[Start of Attachment]

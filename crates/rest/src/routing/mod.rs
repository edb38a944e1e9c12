//! Route configuration.

use axum::{
    Router,
    routing::{delete, get, patch, post, put},
};
use tessera_tenancy::store::RecordStorage;

use crate::handlers;
use crate::state::AppState;

/// Creates all REST API routes.
///
/// # Routes
///
/// ## System-level
/// - `GET /health` - Health check
/// - `GET /tenant` - The request's resolved tenant account
///
/// ## Records
/// - `POST /records/{type}` - Create
/// - `GET /records/{type}` - List (tenant-scoped)
/// - `GET /records/{type}/$count` - Count (tenant-scoped)
/// - `GET /records/{type}/{id}` - Read
/// - `PUT /records/{type}/{id}` - Update
/// - `PATCH /records/{type}/{id}` - Field-level update
/// - `DELETE /records/{type}/{id}` - Delete
///
/// ## Admin
/// - `GET /admin/records/{type}/$count` - Count with read-across
///   (spans all tenants when the host binds none)
pub fn create_routes<S>(state: AppState<S>) -> Router
where
    S: RecordStorage + 'static,
{
    Router::new()
        // System-level routes
        .route("/health", get(handlers::health_handler::<S>))
        .route("/tenant", get(handlers::current_tenant_handler))
        // Record routes
        .route("/records/{record_type}", post(handlers::create_record::<S>))
        .route("/records/{record_type}", get(handlers::list_records::<S>))
        .route(
            "/records/{record_type}/$count",
            get(handlers::count_records::<S>),
        )
        .route(
            "/records/{record_type}/{id}",
            get(handlers::read_record::<S>),
        )
        .route(
            "/records/{record_type}/{id}",
            put(handlers::update_record::<S>),
        )
        .route(
            "/records/{record_type}/{id}",
            patch(handlers::patch_record::<S>),
        )
        .route(
            "/records/{record_type}/{id}",
            delete(handlers::delete_record::<S>),
        )
        // Admin routes
        .route(
            "/admin/records/{record_type}/$count",
            get(handlers::count_all_records::<S>),
        )
        // State
        .with_state(state)
}
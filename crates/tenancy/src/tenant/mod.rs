//! Tenant identity and account lookup.
//!
//! # Core Types
//!
//! - [`TenantId`] - Opaque tenant identifier
//! - [`Account`] - The externally managed record behind a tenant, carrying
//!   the domain/subdomain strings used for request resolution
//! - [`AccountDirectory`] - Lookup collaborator consumed by the resolver
//!
//! Accounts are created and destroyed by the host application; this crate
//! only reads their identity and domain set.

mod account;
mod id;

pub use account::{Account, AccountDirectory, InMemoryAccountDirectory};
pub use id::TenantId;
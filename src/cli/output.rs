//! Output formatting for CLI commands
//!
//! Diagnostics go through `tracing` to stderr; this helper only shapes what
//! a command reports as its result.

use serde::Serialize;

/// Output format
#[derive(Debug, Clone, Copy, PartialEq, Eq, Default, clap::ValueEnum)]
pub enum OutputFormat {
    #[default]
    Text,
    Json,
}

/// Output helper for consistent formatting
pub struct Output {
    format: OutputFormat,
}

impl Output {
    pub fn new(format: OutputFormat) -> Self {
        Self { format }
    }

    /// Prints a success message
    pub fn success(&self, message: &str) {
        match self.format {
            OutputFormat::Text => println!("{}", message),
            OutputFormat::Json => {
                println!(
                    "{}",
                    serde_json::json!({
                        "success": true,
                        "message": message
                    })
                );
            }
        }
    }

    /// Prints structured data
    pub fn data<T: Serialize>(&self, data: &T) {
        match self.format {
            OutputFormat::Text => {
                if let Ok(json) = serde_json::to_string_pretty(data) {
                    println!("{}", json);
                }
            }
            OutputFormat::Json => {
                if let Ok(json) = serde_json::to_string(data) {
                    println!("{}", json);
                }
            }
        }
    }

    /// Returns true if using JSON format
    pub fn is_json(&self) -> bool {
        self.format == OutputFormat::Json
    }
}
//! Random identifiers for resource providers
//!
//! Capping the length to `max_len` necessarily increases the risk of
//! collisions; callers choose that tradeoff.

use thiserror::Error;

use super::id::ResourceId;

#[derive(Debug, Error)]
#[error("Failed to read random bytes: {0}")]
pub struct EntropyError(#[from] getrandom::Error);

/// Generates `prefix` followed by `random_bytes` hex-encoded random bytes,
/// truncated to at most `max_len` characters
pub fn new_unique_hex(
    prefix: &str,
    random_bytes: usize,
    max_len: usize,
) -> Result<String, EntropyError> {
    let mut bytes = vec![0u8; random_bytes];
    getrandom::getrandom(&mut bytes)?;

    let mut id = format!("{}{}", prefix, hex::encode(&bytes));
    if let Some((cut, _)) = id.char_indices().nth(max_len) {
        id.truncate(cut);
    }
    Ok(id)
}

/// Like [`new_unique_hex`], typed as a provider ID
pub fn new_unique_hex_id(
    prefix: &str,
    random_bytes: usize,
    max_len: usize,
) -> Result<ResourceId, EntropyError> {
    new_unique_hex(prefix, random_bytes, max_len).map(ResourceId::new)
}

#[cfg(test)]
mod tests {
    use super::*;

    #[test]
    fn truncates_to_max_len() {
        let id = new_unique_hex("r-", 8, 6).unwrap();
        assert_eq!(id.len(), 6);
        assert!(id.starts_with("r-"));
        assert!(id[2..].chars().all(|c| c.is_ascii_hexdigit()));
    }

    #[test]
    fn untruncated_length() {
        let id = new_unique_hex("bucket-", 4, 64).unwrap();
        assert_eq!(id.len(), "bucket-".len() + 8);
    }

    #[test]
    fn prefix_itself_can_be_cut() {
        let id = new_unique_hex("prefix-", 8, 3).unwrap();
        assert_eq!(id, "pre");
    }

    #[test]
    fn truncation_respects_char_boundaries() {
        let id = new_unique_hex("äö", 2, 1).unwrap();
        assert_eq!(id, "ä");
    }

    #[test]
    fn successive_ids_differ() {
        let a = new_unique_hex("", 16, 64).unwrap();
        let b = new_unique_hex("", 16, 64).unwrap();
        assert_ne!(a, b);
    }

    #[test]
    fn typed_id() {
        let id = new_unique_hex_id("i-", 4, 10).unwrap();
        assert!(id.as_str().starts_with("i-"));
        assert_eq!(id.as_str().len(), 10);
    }
}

[End of Attachment]

- TASK DIRECTIONS -
Nothing should be left out. Reproduce all the entries precisely.

- TASK SOLUTION -
filename crates/rest/src/routing/mod.rs
repository edb38a944e1e9c12
//! Route configuration.

use axum::{
    Router,
    routing::{delete, get, patch, post, put},
};
use tessera_tenancy::store::RecordStorage;

use crate::handlers;
use crate::state::AppState;

/// Creates all REST API routes.
///
/// # Routes
///
/// ## System-level
/// - `GET /health` - Health check
/// - `GET /tenant` - The request's resolved tenant account
///
/// ## Records
/// - `POST /records/{type}` - Create
/// - `GET /records/{type}` - List (tenant-scoped)
/// - `GET /records/{type}/$count` - Count (tenant-scoped)
/// - `GET /records/{type}/{id}` - Read
/// - `PUT /records/{type}/{id}` - Update
/// - `PATCH /records/{type}/{id}` - Field-level update
/// - `DELETE /records/{type}/{id}` - Delete
///
/// ## Admin
/// - `GET /admin/records/{type}/$count` - Count with read-across
///   (spans all tenants when the host binds none)
pub fn create_routes<S>(state: AppState<S>) -> Router
where
    S: RecordStorage + 'static,
{
    Router::new()
        // System-level routes
        .route("/health", get(handlers::health_handler::<S>))
        .route("/tenant", get(handlers::current_tenant_handler))
        // Record routes
        .route("/records/{record_type}", post(handlers::create_record::<S>))
        .route("/records/{record_type}", get(handlers::list_records::<S>))
        .route(
            "/records/{record_type}/$count",
            get(handlers::count_records::<S>),
        )
        .route(
            "/records/{record_type}/{id}",
            get(handlers::read_record::<S>),
        )
        .route(
            "/records/{record_type}/{id}",
            put(handlers::update_record::<S>),
        )
        .route(
            "/records/{record_type}/{id}",
            patch(handlers::patch_record::<S>),
        )
        .route(
            "/records/{record_type}/{id}",
            delete(handlers::delete_record::<S>),
        )
        // Admin routes
        .route(
            "/admin/records/{record_type}/$count",
            get(handlers::count_all_records::<S>),
        )
        // State
        .with_state(state)
}
filename crates/tenancy/src/tenant/mod.rs
//! Tenant identity and account lookup.
//!
//! # Core Types
//!
//! - [`TenantId`] - Opaque tenant identifier
//! - [`Account`] - The externally managed record behind a tenant, carrying
//!   the domain/subdomain strings used for request resolution
//! - [`AccountDirectory`] - Lookup collaborator consumed by the resolver
//!
//! Accounts are created and destroyed by the host application; this crate
//! only reads their identity and domain set.

mod account;
mod id;

pub use account::{Account, AccountDirectory, InMemoryAccountDirectory};
pub use id::TenantId;
filename src/cli/output.rs
//! Output formatting for CLI commands
//!
//! Diagnostics go through `tracing` to stderr; this helper only shapes what
//! a command reports as its result.

use serde::Serialize;

/// Output format
#[derive(Debug, Clone, Copy, PartialEq, Eq, Default, clap::ValueEnum)]
pub enum OutputFormat {
    #[default]
    Text,
    Json,
}

/// Output helper for consistent formatting
pub struct Output {
    format: OutputFormat,
}

impl Output {
    pub fn new(format: OutputFormat) -> Self {
        Self { format }
    }

    /// Prints a success message
    pub fn success(&self, message: &str) {
        match self.format {
            OutputFormat::Text => println!("{}", message),
            OutputFormat::Json => {
                println!(
                    "{}",
                    serde_json::json!({
                        "success": true,
                        "message": message
                    })
                );
            }
        }
    }

    /// Prints structured data
    pub fn data<T: Serialize>(&self, data: &T) {
        match self.format {
            OutputFormat::Text => {
                if let Ok(json) = serde_json::to_string_pretty(data) {
                    println!("{}", json);
                }
            }
            OutputFormat::Json => {
                if let Ok(json) = serde_json::to_string(data) {
                    println!("{}", json);
                }
            }
        }
    }

    /// Returns true if using JSON format
    pub fn is_json(&self) -> bool {
        self.format == OutputFormat::Json
    }
}
//! Random identifiers for resource providers
//!
//! Capping the length to `max_len` necessarily increases the risk of
//! collisions; callers choose that tradeoff.

use thiserror::Error;

use super::id::ResourceId;

#[derive(Debug, Error)]
#[error("Failed to read random bytes: {0}")]
pub struct EntropyError(#[from] getrandom::Error);

/// Generates `prefix` followed by `random_bytes` hex-encoded random bytes,
/// truncated to at most `max_len` characters
pub fn new_unique_hex(
    prefix: &str,
    random_bytes: usize,
    max_len: usize,
) -> Result<String, EntropyError> {
    let mut bytes = vec![0u8; random_bytes];
    getrandom::getrandom(&mut bytes)?;

    let mut id = format!("{}{}", prefix, hex::encode(&bytes));
    if let Some((cut, _)) = id.char_indices().nth(max_len) {
        id.truncate(cut);
    }
    Ok(id)
}

/// Like [`new_unique_hex`], typed as a provider ID
pub fn new_unique_hex_id(
    prefix: &str,
    random_bytes: usize,
    max_len: usize,
) -> Result<ResourceId, EntropyError> {
    new_unique_hex(prefix, random_bytes, max_len).map(ResourceId::new)
}

#[cfg(test)]
mod tests {
    use super::*;

    #[test]
    fn truncates_to_max_len() {
        let id = new_unique_hex("r-", 8, 6).unwrap();
        assert_eq!(id.len(), 6);
        assert!(id.starts_with("r-"));
        assert!(id[2..].chars().all(|c| c.is_ascii_hexdigit()));
    }

    #[test]
    fn untruncated_length() {
        let id = new_unique_hex("bucket-", 4, 64).unwrap();
        assert_eq!(id.len(), "bucket-".len() + 8);
    }

    #[test]
    fn prefix_itself_can_be_cut() {
        let id = new_unique_hex("prefix-", 8, 3).unwrap();
        assert_eq!(id, "pre");
    }

    #[test]
    fn truncation_respects_char_boundaries() {
        let id = new_unique_hex("äö", 2, 1).unwrap();
        assert_eq!(id, "ä");
    }

    #[test]
    fn successive_ids_differ() {
        let a = new_unique_hex("", 16, 64).unwrap();
        let b = new_unique_hex("", 16, 64).unwrap();
        assert_ne!(a, b);
    }

    #[test]
    fn typed_id() {
        let id = new_unique_hex_id("i-", 4, 10).unwrap();
        assert!(id.as_str().starts_with("i-"));
        assert_eq!(id.as_str().len(), 10);
    }
}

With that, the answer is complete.